Belgium comprises 565 municipalities (gemeenten; communes; Gemeinden), 285 of them grouped into five provinces in Flanders and 261 others in five provinces in Wallonia, while the remaining 19 are in the Brussels Capital Region, which is not divided in provinces. In most cases, the municipalities are the smallest administrative subdivisions of Belgium, but in municipalities with more than 100,000 inhabitants, on the initiative of the local council, sub-municipal administrative entities with elected councils may be created. As such, only Antwerp, having over 500,000 inhabitants, became subdivided into ten districts (districten).

The Belgian arrondissements (arrondissementen; arrondissements; Bezirke), an administrative level between province (or the capital region) and municipality, or the lowest judicial level, are in English sometimes called districts as well.

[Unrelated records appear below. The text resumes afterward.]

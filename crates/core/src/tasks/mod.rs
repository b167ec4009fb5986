//! Tasks module - communication items exchanged between agencies.

mod tasks_model;
mod tasks_service;
mod tasks_traits;

pub use tasks_model::{NewTask, Task, TaskFilter, TaskPriority, TaskRecord, TaskStatus, TaskView};
pub use tasks_service::TaskService;
pub use tasks_traits::{TaskRepositoryTrait, TaskServiceTrait};
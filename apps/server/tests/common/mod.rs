#![allow(dead_code)]

use std::time::Duration;

use axum::{
    body::{to_bytes, Body},
    http::{header, Method, Request, StatusCode},
    Router,
};
use base64::{engine::general_purpose::STANDARD as BASE64, Engine as _};
use pmajay_server::{api::app_router, build_state, config::Config};
use tempfile::{tempdir, TempDir};
use tower::ServiceExt;

pub const ADMIN: (&str, &str) = ("admin@pmajay.gov.in", "admin123");
pub const OFFICER: (&str, &str) = ("officer@mh.gov.in", "state123");
pub const CITIZEN: (&str, &str) = ("citizen@example.com", "public123");

pub struct TestApp {
    pub dir: TempDir,
    pub router: Router,
}

pub fn test_config(dir: &TempDir) -> Config {
    Config {
        listen_addr: "127.0.0.1:0".parse().unwrap(),
        db_path: dir.path().join("db").join("test.db").to_string_lossy().into_owned(),
        cors_allow: vec!["*".to_string()],
        request_timeout: Duration::from_secs(30),
        static_dir: dir.path().join("dist").to_string_lossy().into_owned(),
        upload_dir: dir.path().join("uploads"),
        jwt_secret: Some(BASE64.encode([42u8; 32])),
        token_ttl: Duration::from_secs(3600),
        seed_sample_data: true,
        max_upload_bytes: 1024 * 1024,
        log_json: false,
    }
}

pub async fn spawn_app() -> TestApp {
    let dir = tempdir().unwrap();
    let config = test_config(&dir);
    let state = build_state(&config).await.unwrap();
    TestApp {
        router: app_router(state, &config),
        dir,
    }
}

pub fn json_request(
    method: Method,
    uri: &str,
    token: Option<&str>,
    body: Option<serde_json::Value>,
) -> Request<Body> {
    let mut builder = Request::builder().method(method).uri(uri);
    if let Some(token) = token {
        builder = builder.header(header::AUTHORIZATION, format!("Bearer {token}"));
    }
    match body {
        Some(json) => builder
            .header(header::CONTENT_TYPE, "application/json")
            .body(Body::from(json.to_string()))
            .unwrap(),
        None => builder.body(Body::empty()).unwrap(),
    }
}

pub async fn send_raw(app: &Router, request: Request<Body>) -> (StatusCode, Vec<u8>) {
    let response = app.clone().oneshot(request).await.unwrap();
    let status = response.status();
    let body = to_bytes(response.into_body(), usize::MAX).await.unwrap();
    (status, body.to_vec())
}

pub async fn send(app: &Router, request: Request<Body>) -> (StatusCode, serde_json::Value) {
    let (status, body) = send_raw(app, request).await;
    let json = if body.is_empty() {
        serde_json::Value::Null
    } else {
        serde_json::from_slice(&body).unwrap_or(serde_json::Value::Null)
    };
    (status, json)
}

pub async fn login(app: &Router, (email, password): (&str, &str)) -> String {
    let (status, body) = send(
        app,
        json_request(
            Method::POST,
            "/api/v1/auth/login",
            None,
            Some(serde_json::json!({ "email": email, "password": password })),
        ),
    )
    .await;
    assert_eq!(status, StatusCode::OK, "login failed for {email}: {body}");
    body["token"].as_str().unwrap().to_string()
}
use chrono::NaiveDateTime;
use serde::{Deserialize, Serialize};
use serde_json::Value;

#[derive(Debug, Clone, Serialize, Deserialize, PartialEq)]
pub struct AuditLog {
    pub id: i32,
    pub user_id: Option<i32>,
    pub action: String,
    pub entity_type: String,
    pub entity_id: Option<i32>,
    pub metadata: Option<Value>,
    pub created_at: NaiveDateTime,
}

/// An audit entry to be written alongside the change it describes.
#[derive(Debug, Clone, Serialize, Deserialize, PartialEq)]
pub struct NewAuditLog {
    pub user_id: Option<i32>,
    pub action: String,
    pub entity_type: String,
    pub entity_id: Option<i32>,
    pub metadata: Option<Value>,
}

#[derive(Debug, Clone, Default, Deserialize)]
pub struct AuditLogFilter {
    pub entity_type: Option<String>,
    pub entity_id: Option<i32>,
    pub limit: Option<i64>,
}
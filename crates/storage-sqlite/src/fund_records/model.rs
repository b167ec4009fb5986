//! Database models for fund records.

use chrono::NaiveDateTime;
use diesel::prelude::*;

use pmajay_core::fund_records::{FundRecord, ValidFundRecord};

#[derive(Queryable, Identifiable, Selectable, PartialEq, Debug, Clone)]
#[diesel(table_name = crate::schema::fund_records)]
#[diesel(check_for_backend(diesel::sqlite::Sqlite))]
pub struct FundRecordDB {
    pub id: i32,
    pub component: String,
    pub state: String,
    pub amount_allocated: f64,
    pub amount_used: f64,
    pub status: String,
    pub created_at: NaiveDateTime,
    pub updated_at: NaiveDateTime,
}

#[derive(Insertable, AsChangeset, Debug, Clone)]
#[diesel(table_name = crate::schema::fund_records)]
pub struct FundRecordWriteDB {
    pub component: String,
    pub state: String,
    pub amount_allocated: f64,
    pub amount_used: f64,
    pub status: String,
    pub updated_at: NaiveDateTime,
}

impl From<FundRecordDB> for FundRecord {
    fn from(db: FundRecordDB) -> Self {
        Self {
            id: db.id,
            component: db.component,
            state: db.state,
            amount_allocated: db.amount_allocated,
            amount_used: db.amount_used,
            status: db.status.parse().unwrap_or_default(),
            created_at: db.created_at,
            updated_at: db.updated_at,
        }
    }
}

impl FundRecordWriteDB {
    pub fn new(record: ValidFundRecord, updated_at: NaiveDateTime) -> Self {
        Self {
            component: record.component,
            state: record.state,
            amount_allocated: record.amount_allocated,
            amount_used: record.amount_used,
            status: record.status.as_str().to_string(),
            updated_at,
        }
    }
}
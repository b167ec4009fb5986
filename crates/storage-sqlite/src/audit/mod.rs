//! SQLite storage implementation for the audit trail.

mod model;
mod repository;

pub(crate) use model::insert_audit_log;
pub use model::{AuditLogDB, NewAuditLogDB};
pub use repository::AuditRepository;
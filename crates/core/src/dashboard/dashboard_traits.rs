use chrono::NaiveDate;

use crate::dashboard::dashboard_model::{
    BudgetTotals, CentralDashboard, ComponentBreakdown, ProgressSample, PublicDashboard,
    StateBreakdown, StateDashboard, SummaryStats,
};
use crate::errors::Result;
use crate::users::Actor;

/// Aggregate queries backing the dashboards.
pub trait DashboardRepositoryTrait: Send + Sync {
    /// Count and budget sums over all projects, or one state's projects.
    fn project_totals(&self, state_id: Option<i32>) -> Result<BudgetTotals>;
    fn ongoing_progress_samples(&self) -> Result<Vec<ProgressSample>>;
    /// Every state, including those without projects, by project count descending.
    fn state_breakdown(&self) -> Result<Vec<StateBreakdown>>;
    fn component_breakdown(&self) -> Result<Vec<ComponentBreakdown>>;
}

pub trait DashboardServiceTrait: Send + Sync {
    fn get_central_dashboard(&self, today: NaiveDate) -> Result<CentralDashboard>;
    fn export_state_report(&self) -> Result<String>;
    fn get_state_dashboard(&self, actor: &Actor, state_id: i32) -> Result<StateDashboard>;
    fn get_public_dashboard(&self) -> Result<PublicDashboard>;
    fn get_summary_stats(&self, today: NaiveDate) -> Result<SummaryStats>;
}
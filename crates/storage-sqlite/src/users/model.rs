//! Database models for users.

use chrono::NaiveDateTime;
use diesel::prelude::*;

use pmajay_core::users::{NewUserRecord, User, UserCredentials};

#[derive(Queryable, Identifiable, Selectable, PartialEq, Debug, Clone)]
#[diesel(table_name = crate::schema::users)]
#[diesel(check_for_backend(diesel::sqlite::Sqlite))]
pub struct UserDB {
    pub id: i32,
    pub name: String,
    pub email: String,
    pub password: String,
    pub role: String,
    pub state_id: Option<i32>,
    pub created_at: NaiveDateTime,
}

#[derive(Insertable, Debug, Clone)]
#[diesel(table_name = crate::schema::users)]
pub struct NewUserDB {
    pub name: String,
    pub email: String,
    pub password: String,
    pub role: String,
    pub state_id: Option<i32>,
}

impl From<UserDB> for UserCredentials {
    fn from(db: UserDB) -> Self {
        Self {
            password_hash: db.password,
            user: User {
                id: db.id,
                name: db.name,
                email: db.email,
                role: db.role.parse().unwrap_or_default(),
                state_id: db.state_id,
                created_at: db.created_at,
            },
        }
    }
}

impl From<UserDB> for User {
    fn from(db: UserDB) -> Self {
        UserCredentials::from(db).user
    }
}

impl From<NewUserRecord> for NewUserDB {
    fn from(record: NewUserRecord) -> Self {
        Self {
            name: record.name,
            email: record.email,
            password: record.password_hash,
            role: record.role.as_str().to_string(),
            state_id: record.state_id,
        }
    }
}
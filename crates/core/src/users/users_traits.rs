use crate::errors::Result;
use crate::users::users_model::{Actor, NewUser, NewUserRecord, User, UserCredentials};
use async_trait::async_trait;

/// Trait for user repository operations
#[async_trait]
pub trait UserRepositoryTrait: Send + Sync {
    fn find_credentials_by_email(&self, email: &str) -> Result<Option<UserCredentials>>;
    fn get_user(&self, user_id: i32) -> Result<Option<User>>;
    async fn insert_user(&self, record: NewUserRecord) -> Result<User>;
}

/// Trait for user service operations
#[async_trait]
pub trait UserServiceTrait: Send + Sync {
    /// Registers a user. `requester` is the authenticated caller, if any.
    async fn register(&self, requester: Option<&Actor>, new_user: NewUser) -> Result<User>;
    /// Checks an email/password pair and returns the matching user.
    async fn authenticate(&self, email: &str, password: &str) -> Result<User>;
    fn get_user(&self, user_id: i32) -> Result<User>;
}
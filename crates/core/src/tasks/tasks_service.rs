use std::sync::Arc;

use async_trait::async_trait;
use chrono::NaiveDate;

use crate::errors::{Error, Result};
use crate::tasks::tasks_model::{NewTask, Task, TaskFilter, TaskPriority, TaskStatus, TaskView};
use crate::tasks::tasks_traits::{TaskRepositoryTrait, TaskServiceTrait};

pub struct TaskService<T: TaskRepositoryTrait> {
    task_repo: Arc<T>,
}

impl<T: TaskRepositoryTrait> TaskService<T> {
    pub fn new(task_repo: Arc<T>) -> Self {
        TaskService { task_repo }
    }
}

#[async_trait]
impl<T: TaskRepositoryTrait + Send + Sync> TaskServiceTrait for TaskService<T> {
    fn get_tasks(&self, filter: &TaskFilter, today: NaiveDate) -> Result<Vec<TaskView>> {
        let status = match filter.status.as_deref() {
            Some(s) if !s.is_empty() && s != "All" => Some(s.parse::<TaskStatus>()?),
            _ => None,
        };
        let priority = match filter.priority.as_deref() {
            Some(p) if !p.is_empty() && p != "All" => Some(p.parse::<TaskPriority>()?),
            _ => None,
        };
        Ok(self
            .task_repo
            .list_tasks()?
            .into_iter()
            .map(|task| TaskView::new(task, today))
            .filter(|view| status.map_or(true, |s| view.effective_status == s))
            .filter(|view| priority.map_or(true, |p| view.task.priority == p))
            .collect())
    }

    fn get_task(&self, task_id: i32, today: NaiveDate) -> Result<TaskView> {
        self.task_repo
            .get_task(task_id)?
            .map(|task| TaskView::new(task, today))
            .ok_or_else(|| Error::not_found("Task", task_id))
    }

    async fn create_task(&self, new_task: NewTask) -> Result<Task> {
        let record = new_task.validate()?;
        self.task_repo.insert_task(record).await
    }

    async fn update_task(&self, task_id: i32, update: NewTask) -> Result<Task> {
        let record = update.validate()?;
        if self.task_repo.get_task(task_id)?.is_none() {
            return Err(Error::not_found("Task", task_id));
        }
        self.task_repo.update_task(task_id, record).await
    }

    async fn delete_task(&self, task_id: i32) -> Result<()> {
        match self.task_repo.delete_task(task_id).await? {
            0 => Err(Error::not_found("Task", task_id)),
            _ => Ok(()),
        }
    }
}
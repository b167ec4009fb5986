//! States module - domain models, services, and traits.

mod states_model;
mod states_service;
mod states_traits;

pub use states_model::{NewState, State};
pub use states_service::StateService;
pub use states_traits::{StateRepositoryTrait, StateServiceTrait};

== Lists of municipalities ==
Here are three lists of municipalities for each one of the three regions:

- List of municipalities of the Brussels-Capital Region (19 municipalities)
- List of municipalities of the Flemish Region (285 municipalities)
- List of municipalities in Wallonia (261 municipalities)

== History ==
=== Before 1830 ===

The municipalities, as an administrative division, were officially created in 1795, when the Directoire reorganised the structures of the Ancien Régime. The municipalities with less than 5,000 inhabitants were grouped in so-called canton municipalities. In 1800, these canton municipalities were abolished again and the number of autonomous municipalities became 2,776.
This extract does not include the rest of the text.